Alguns dias atrás assisti pela primeira vez ao processo através do qual é transformado o bagaço em aguardente. Este processo é uma espécie de metamorfose, em que a larva (o bagaço) se transforma numa bela borboleta (a aguardente) de 21º – tal como mandam as regras. O processo é em si bastante interessante e os apetrechos que permitem essa transformação são também eles interessantes. Mas nada disso bate o aroma do alambique. Realmente espetacular.
Enquanto lá estive armei-me em abelhudo e chateei o alambiqueiro (esta palavra é provavelmente um neologismo) para que este me explicasse todo o processo. Fiquei a saber bastante sobre o processo em si, mas o que o alambiqueiro não me explicou foi os usos que se poderão dar à aguardente. Começando pelos mais comezinhos, podemos por exemplo beber a aguardente, pegar-lhe fogo e assar lá um chouriço, sendo que os usos da aguardente não se ficam por aqui. Como toda a gente sabe, Telhadela sempre foi um lugar de reconhecida vanguarda no uso da aguardente – há até estudos da União Eupoeia que documentam que Telhadela está em vigésimo sétimo lugar a nível europeu no que toca ao avanço tecnológico no domínio da aguardente. Porém estes estudos talvez não devam ser levados a sério, uma vez que foram elaborados por apreciadores de aguardente depois de um dia de provas.
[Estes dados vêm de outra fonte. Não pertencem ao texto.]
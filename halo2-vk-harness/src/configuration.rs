use config::{ConfigError, Map, Source, Value, ValueKind};
use serde::Deserialize;
use std::path::{Path, PathBuf};
use thiserror::Error;

/// Configuration error
#[derive(Debug, Error, PartialEq, Eq)]
pub enum ConfigurationError {
    /// Error raised when a command parameter has no program.
    #[error("Parameter '{0}' must contain at least a program name.")]
    EmptyCommand(String),
}

/// Harness configuration
///
/// Relative paths are resolved against the [work directory][Self::work_directory], which is
/// also the directory the key generation and comparison tools run in.
#[derive(Debug, Clone, PartialEq, Eq, Deserialize)]
pub struct HarnessConfiguration {
    /// Directory where the tools are run
    pub work_directory: PathBuf,

    /// Directory containing the circuit description files
    pub circuits_directory: PathBuf,

    /// Extension of the circuit description files (without the leading dot)
    pub circuit_extension: String,

    /// Prefix of the file name of the generated circuit variants
    pub transformed_prefix: String,

    /// Name of the marker call wrapping constant expressions
    pub constant_marker: String,

    /// Verification key generated from the original circuit
    pub current_vk_path: PathBuf,

    /// Verification key generated from the transformed circuit
    pub transformed_vk_path: PathBuf,

    /// Verification key written by the reference test
    pub reference_vk_path: PathBuf,

    /// Directory where the output of each tool is captured
    pub logs_directory: PathBuf,

    /// Key generation command, the circuit path and options are appended
    pub keygen_command: String,

    /// Circuit scaffold given to the key generator, ignored if empty
    pub circuit_scaffold: Option<String>,

    /// Reference test command, the test name and `--quiet -- --exact` are appended
    pub reference_test_command: String,

    /// Directory where the reference test command is run
    pub reference_work_directory: PathBuf,

    /// Module namespace of the reference tests
    pub reference_test_namespace: String,

    /// Byte comparison command, both verification keys paths are appended
    pub diff_command: String,
}

impl HarnessConfiguration {
    /// Create a sample configuration mainly for tests
    #[doc(hidden)]
    pub fn new_sample(work_directory: &Path) -> Self {
        let defaults = DefaultConfiguration::default();
        Self {
            work_directory: work_directory.to_path_buf(),
            circuits_directory: PathBuf::from(defaults.circuits_directory),
            circuit_extension: defaults.circuit_extension,
            transformed_prefix: defaults.transformed_prefix,
            constant_marker: defaults.constant_marker,
            current_vk_path: PathBuf::from(defaults.current_vk_path),
            transformed_vk_path: PathBuf::from(defaults.transformed_vk_path),
            reference_vk_path: PathBuf::from("reference/vk.bin"),
            logs_directory: PathBuf::from(defaults.logs_directory),
            keygen_command: defaults.keygen_command,
            circuit_scaffold: None,
            reference_test_command: defaults.reference_test_command,
            reference_work_directory: PathBuf::from("reference"),
            reference_test_namespace: defaults.reference_test_namespace,
            diff_command: defaults.diff_command,
        }
    }

    /// Resolve a path against the work directory.
    pub fn resolve(&self, path: &Path) -> PathBuf {
        if path.is_absolute() {
            path.to_path_buf()
        } else {
            self.work_directory.join(path)
        }
    }

    pub fn circuits_dir(&self) -> PathBuf {
        self.resolve(&self.circuits_directory)
    }

    pub fn logs_dir(&self) -> PathBuf {
        self.resolve(&self.logs_directory)
    }

    pub fn reference_work_dir(&self) -> PathBuf {
        self.resolve(&self.reference_work_directory)
    }

    pub fn circuit_scaffold(&self) -> Option<&str> {
        self.circuit_scaffold
            .as_deref()
            .filter(|scaffold| !scaffold.trim().is_empty())
    }

    pub fn keygen_command(&self) -> Result<CommandTemplate, ConfigurationError> {
        CommandTemplate::parse("keygen_command", &self.keygen_command)
    }

    pub fn reference_test_command(&self) -> Result<CommandTemplate, ConfigurationError> {
        CommandTemplate::parse("reference_test_command", &self.reference_test_command)
    }

    pub fn diff_command(&self) -> Result<CommandTemplate, ConfigurationError> {
        CommandTemplate::parse("diff_command", &self.diff_command)
    }
}

/// A program and its leading arguments, parsed from a whitespace separated command line.
#[derive(Debug, Clone, PartialEq, Eq)]
pub struct CommandTemplate {
    pub program: String,
    pub args: Vec<String>,
}

impl CommandTemplate {
    pub fn parse(parameter: &str, command_line: &str) -> Result<Self, ConfigurationError> {
        let mut words = command_line.split_whitespace().map(str::to_string);
        let program = words
            .next()
            .ok_or_else(|| ConfigurationError::EmptyCommand(parameter.to_string()))?;

        Ok(Self {
            program,
            args: words.collect(),
        })
    }
}

/// Default configuration with all the default values for configurations.
#[derive(Debug, Clone)]
pub struct DefaultConfiguration {
    pub work_directory: String,
    pub circuits_directory: String,
    pub circuit_extension: String,
    pub transformed_prefix: String,
    pub constant_marker: String,
    pub current_vk_path: String,
    pub transformed_vk_path: String,
    pub reference_vk_path: String,
    pub logs_directory: String,
    pub keygen_command: String,
    pub circuit_scaffold: String,
    pub reference_test_command: String,
    pub reference_work_directory: String,
    pub reference_test_namespace: String,
    pub diff_command: String,
}

impl Default for DefaultConfiguration {
    fn default() -> Self {
        Self {
            work_directory: ".".to_string(),
            circuits_directory: "circuits".to_string(),
            circuit_extension: "ts".to_string(),
            transformed_prefix: "constant.".to_string(),
            constant_marker: crate::circuit::DEFAULT_CONSTANT_MARKER.to_string(),
            current_vk_path: "data/vk.bin".to_string(),
            transformed_vk_path: "data/const_vk.bin".to_string(),
            reference_vk_path: "../halo2-wasm/vk.bin".to_string(),
            logs_directory: "data/logs".to_string(),
            keygen_command: "pnpm halo2-wasm keygen".to_string(),
            circuit_scaffold: "./tests/run.ts".to_string(),
            reference_test_command: "cargo test".to_string(),
            reference_work_directory: "../halo2-wasm".to_string(),
            reference_test_namespace: "tests".to_string(),
            diff_command: "diff".to_string(),
        }
    }
}

impl Source for DefaultConfiguration {
    fn clone_into_box(&self) -> Box<dyn Source + Send + Sync> {
        Box::new(self.clone())
    }

    fn collect(&self) -> Result<Map<String, Value>, ConfigError> {
        let namespace = "default configuration".to_string();
        let myself = self.clone();
        let entries = [
            ("work_directory", myself.work_directory),
            ("circuits_directory", myself.circuits_directory),
            ("circuit_extension", myself.circuit_extension),
            ("transformed_prefix", myself.transformed_prefix),
            ("constant_marker", myself.constant_marker),
            ("current_vk_path", myself.current_vk_path),
            ("transformed_vk_path", myself.transformed_vk_path),
            ("reference_vk_path", myself.reference_vk_path),
            ("logs_directory", myself.logs_directory),
            ("keygen_command", myself.keygen_command),
            ("circuit_scaffold", myself.circuit_scaffold),
            ("reference_test_command", myself.reference_test_command),
            ("reference_work_directory", myself.reference_work_directory),
            ("reference_test_namespace", myself.reference_test_namespace),
            ("diff_command", myself.diff_command),
        ];

        Ok(entries
            .into_iter()
            .map(|(key, value)| {
                (
                    key.to_string(),
                    Value::new(Some(&namespace), ValueKind::from(value)),
                )
            })
            .collect())
    }
}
Têm dúvidas do que acabo de afirmar? Então conto-vos uma história que considero paradigmática.
Certo dia, certo sujeito estava a construir um certo muro de pedra, quanto ao dar uma certa marretada numa certa pedra de uma certa maneira, esta certa pedra parte-se, sendo que uma certa pequena pedra entrou para um certo olho (um daqueles alojados na cabeça…). Este certo sujeito, depois de certas esfregadelas para tentar remover a certa pedra, desistiu, esperando que ao chegar a sua casa a sua certa esposa lhe removesse a certa pedra do certo olho. A chegar à sua certa casa informa a sua certa esposa, que de imediato se dirige à garrafa da aguardente e abeirando-se do certo sujeito, lhe diz: “Lavanta!”, que é como que diz abre o certo olho que tem a certa pedra. O certo sujeito assim faz, e então a sua certa esposa põe a garrafa à boca, bocheca um pouco e “Bbbbrrrrr…” atira-lhe para o certo olho ferido uma baforada de aguardente. Não sei se esta senhora removeu a pedra do olho do seu marido, o que eu sei é que ele certamente esqueceu a dor causada pela pedra. Essa dor foi substituída por uma muito maior devida ao nada natural encontro imediato entre aguardente e um olho ferido.